Last Saturday, I got coffee outside with a friend whom I’d barely seen all pandemic. Straight after bumping elbows, he proudly took out his phone to show me his latest medical tests: his bad cholesterol had plummeted because he had stopped eating out. He was happy not socialising. Invited to two illegal dinner parties the previous night, he had told each host that he couldn’t come because he was going to the other gathering. He then sat at home and watched Netflix. We enjoyed seeing each other, but in less than an hour we were both done, made our excuses and each retreated home to blessed solitude.
The focus during the pandemic has rightly been on people who have suffered: the dead, the bereaved, the lonely, the depressed, the newly unemployed, the impoverished, women beaten by partners, parents stuck in endless home school and the young watching their youth tick away unused. But there’s a guilty truth that rarely dares speak its name: many of us became happier during the pandemic. Now, as vaccines promise an eventual return to normal life, we aren’t sure we want it.

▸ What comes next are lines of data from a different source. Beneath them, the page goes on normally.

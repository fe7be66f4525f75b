//! Sarco Protocol - lifecycle and economic-security state machine
//!
//! Implements the time-locked secret-escrow protocol: sarcophagus creation
//! with multi-party signature verification, collateral bonding and
//! slashing, deadline-driven transitions (rewrap, bury, publish, accuse,
//! clean), and threshold-based compromise detection.
//!
//! Execution is single-threaded, serialized, and atomic per call. All
//! time-gated transitions are triggered by external callers passing the
//! current time explicitly; the machine never polls a clock or invokes
//! itself.

pub mod accusal;
pub mod admin;
pub mod archaeologist;
pub mod cleanup;
pub mod embalmer;
pub mod registry;
pub mod state;
pub mod store;
pub mod token;
pub mod view;

pub use archaeologist::ProfileTerms;
pub use embalmer::{CreateSarcophagusParams, SelectedArchaeologist};
pub use registry::{ArchaeologistProfile, ArchaeologistRegistry};
pub use state::{Protocol, ProtocolState};
pub use store::{CursedArchaeologist, Sarcophagus, SarcophagusStore};
pub use token::{InMemoryToken, TokenError, TokenLedger};
pub use view::ArchaeologistStatistics;
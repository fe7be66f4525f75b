//! Sarcophagus store
//!
//! Canonical mapping of session identifier to session state. The store
//! exclusively owns the per-custodian curse records and maintains the
//! lookup indexes the query surface reads; it never moves funds itself.

use std::collections::HashMap;

use serde::{Deserialize, Serialize};

use sarco_core::{Address, Error, PrivateKeyBytes, PublicKey, Result, SarcoId, Timestamp};

/// Per-custodian obligation on one sarcophagus
#[derive(Debug, Clone, PartialEq, Eq, Serialize, Deserialize)]
pub struct CursedArchaeologist {
    /// Committed key-share public key; its presence is the existence marker
    pub public_key: PublicKey,

    /// Key material released inside the publication window, if any
    pub private_key: Option<PrivateKeyBytes>,

    /// Proven to have leaked the share before the deadline
    pub is_accused: bool,

    /// Agreed per-second digging fee for this curse
    pub digging_fee_per_second: u128,

    /// Exact amount moved free -> locked when this curse was bonded;
    /// re-leveled on rewrap so release and slashing stay balanced
    pub cursed_bond_amount: u128,
}

impl CursedArchaeologist {
    /// Whether this custodian released their key
    pub fn has_published(&self) -> bool {
        self.private_key.is_some()
    }

    /// Fee accrued for the period `[previous_rewrap_time, resurrection_time]`
    pub fn accrued_digging_fee(
        &self,
        resurrection_time: Timestamp,
        previous_rewrap_time: Timestamp,
    ) -> u128 {
        self.digging_fee_per_second * resurrection_time.saturating_sub(previous_rewrap_time) as u128
    }
}

/// One escrow session
#[derive(Debug, Clone, PartialEq, Eq, Serialize, Deserialize)]
pub struct Sarcophagus {
    /// Unique identifier, immutable once set
    pub id: SarcoId,

    /// Deadline after which custodians must publish; the sentinel
    /// [`Self::RESURRECTION_NEVER`] marks a buried session
    pub resurrection_time: Timestamp,

    /// At least `threshold` custodians were proven to have leaked
    pub is_compromised: bool,

    /// The post-grace-period sweep already ran
    pub is_cleaned: bool,

    /// Human-readable label
    pub name: String,

    /// Minimum number of leaked shares that compromises the secret
    pub threshold: u8,

    /// Longest deadline extension a single rewrap may set, in seconds
    pub maximum_rewrap_interval: u64,

    /// Off-chain locators for the encrypted payload and the share bundle
    pub payload_locators: [String; 2],

    /// Party that created and funds the session
    pub embalmer: Address,

    /// Party the secret is addressed to
    pub recipient: Address,

    /// Cursed custodians in selection order
    pub archaeologists: Vec<Address>,

    /// Curse records, keyed by custodian address
    pub cursed: HashMap<Address, CursedArchaeologist>,

    /// Accrual basis for digging fees; updated on every successful rewrap
    pub previous_rewrap_time: Timestamp,
}

impl Sarcophagus {
    /// Terminal deadline sentinel for buried sessions
    pub const RESURRECTION_NEVER: Timestamp = Timestamp::MAX;

    /// Whether the session was buried
    pub fn is_buried(&self) -> bool {
        self.resurrection_time == Self::RESURRECTION_NEVER
    }

    /// Get a curse record
    pub fn cursed(&self, archaeologist: Address) -> Result<&CursedArchaeologist> {
        self.cursed
            .get(&archaeologist)
            .ok_or(Error::ArchaeologistNotOnSarcophagus(archaeologist))
    }

    /// Get a mutable curse record
    pub fn cursed_mut(&mut self, archaeologist: Address) -> Result<&mut CursedArchaeologist> {
        self.cursed
            .get_mut(&archaeologist)
            .ok_or(Error::ArchaeologistNotOnSarcophagus(archaeologist))
    }

    /// Number of custodians currently marked accused
    pub fn accused_count(&self) -> usize {
        self.cursed.values().filter(|c| c.is_accused).count()
    }
}

/// Canonical session store with lookup indexes
#[derive(Debug, Clone, Default, Serialize, Deserialize)]
pub struct SarcophagusStore {
    sarcophagi: HashMap<SarcoId, Sarcophagus>,
    by_embalmer: HashMap<Address, Vec<SarcoId>>,
    by_recipient: HashMap<Address, Vec<SarcoId>>,
    by_archaeologist: HashMap<Address, Vec<SarcoId>>,
    /// Committed key-share public key -> custodian address, across sessions
    public_key_index: HashMap<PublicKey, Address>,
}

impl SarcophagusStore {
    /// Create an empty store
    pub fn new() -> Self {
        Self::default()
    }

    /// Whether a session exists
    pub fn contains(&self, id: SarcoId) -> bool {
        self.sarcophagi.contains_key(&id)
    }

    /// Get a session by id
    pub fn get(&self, id: SarcoId) -> Result<&Sarcophagus> {
        self.sarcophagi
            .get(&id)
            .ok_or(Error::SarcophagusDoesNotExist(id))
    }

    /// Get a mutable session by id
    pub fn get_mut(&mut self, id: SarcoId) -> Result<&mut Sarcophagus> {
        self.sarcophagi
            .get_mut(&id)
            .ok_or(Error::SarcophagusDoesNotExist(id))
    }

    /// Whether a key-share commitment is already bound to a curse
    pub fn is_public_key_committed(&self, public_key: &PublicKey) -> bool {
        self.public_key_index.contains_key(public_key)
    }

    /// Resolve a committed key-share public key to its custodian
    pub fn archaeologist_for_public_key(&self, public_key: &PublicKey) -> Option<Address> {
        self.public_key_index.get(public_key).copied()
    }

    /// Insert a freshly created session and maintain every index
    pub fn insert(&mut self, sarcophagus: Sarcophagus) -> Result<()> {
        let id = sarcophagus.id;
        if self.sarcophagi.contains_key(&id) {
            return Err(Error::SarcophagusAlreadyExists(id));
        }
        self.by_embalmer
            .entry(sarcophagus.embalmer)
            .or_default()
            .push(id);
        self.by_recipient
            .entry(sarcophagus.recipient)
            .or_default()
            .push(id);
        for (address, record) in &sarcophagus.cursed {
            self.by_archaeologist.entry(*address).or_default().push(id);
            self.public_key_index.insert(record.public_key, *address);
        }
        self.sarcophagi.insert(id, sarcophagus);
        Ok(())
    }

    /// Session ids created by an embalmer
    pub fn ids_by_embalmer(&self, embalmer: Address) -> &[SarcoId] {
        self.by_embalmer
            .get(&embalmer)
            .map(Vec::as_slice)
            .unwrap_or(&[])
    }

    /// Session ids addressed to a recipient
    pub fn ids_by_recipient(&self, recipient: Address) -> &[SarcoId] {
        self.by_recipient
            .get(&recipient)
            .map(Vec::as_slice)
            .unwrap_or(&[])
    }

    /// Session ids an archaeologist is cursed on
    pub fn ids_by_archaeologist(&self, archaeologist: Address) -> &[SarcoId] {
        self.by_archaeologist
            .get(&archaeologist)
            .map(Vec::as_slice)
            .unwrap_or(&[])
    }

    /// Number of stored sessions
    pub fn len(&self) -> usize {
        self.sarcophagi.len()
    }

    /// Whether the store is empty
    pub fn is_empty(&self) -> bool {
        self.sarcophagi.is_empty()
    }
}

Ipsos’s annual Global Happiness survey, which polled 20,000 adults in 27 countries last July and August, came up with an intriguing finding: 63 per cent said they were happy, just one percentage point down on 2019. This was around the usual yearly decline: the percentage claiming to be happy fell 14 points globally between 2011 and 2020, with particularly steep drops in Mexico, Turkey, South Africa, Argentina, Spain and India. Last year’s loss of the public sphere didn’t seem crucial, because the most-cited sources of happiness were private ones: “my health/physical wellbeing”, “my relationship with my partner/spouse” and “my children”.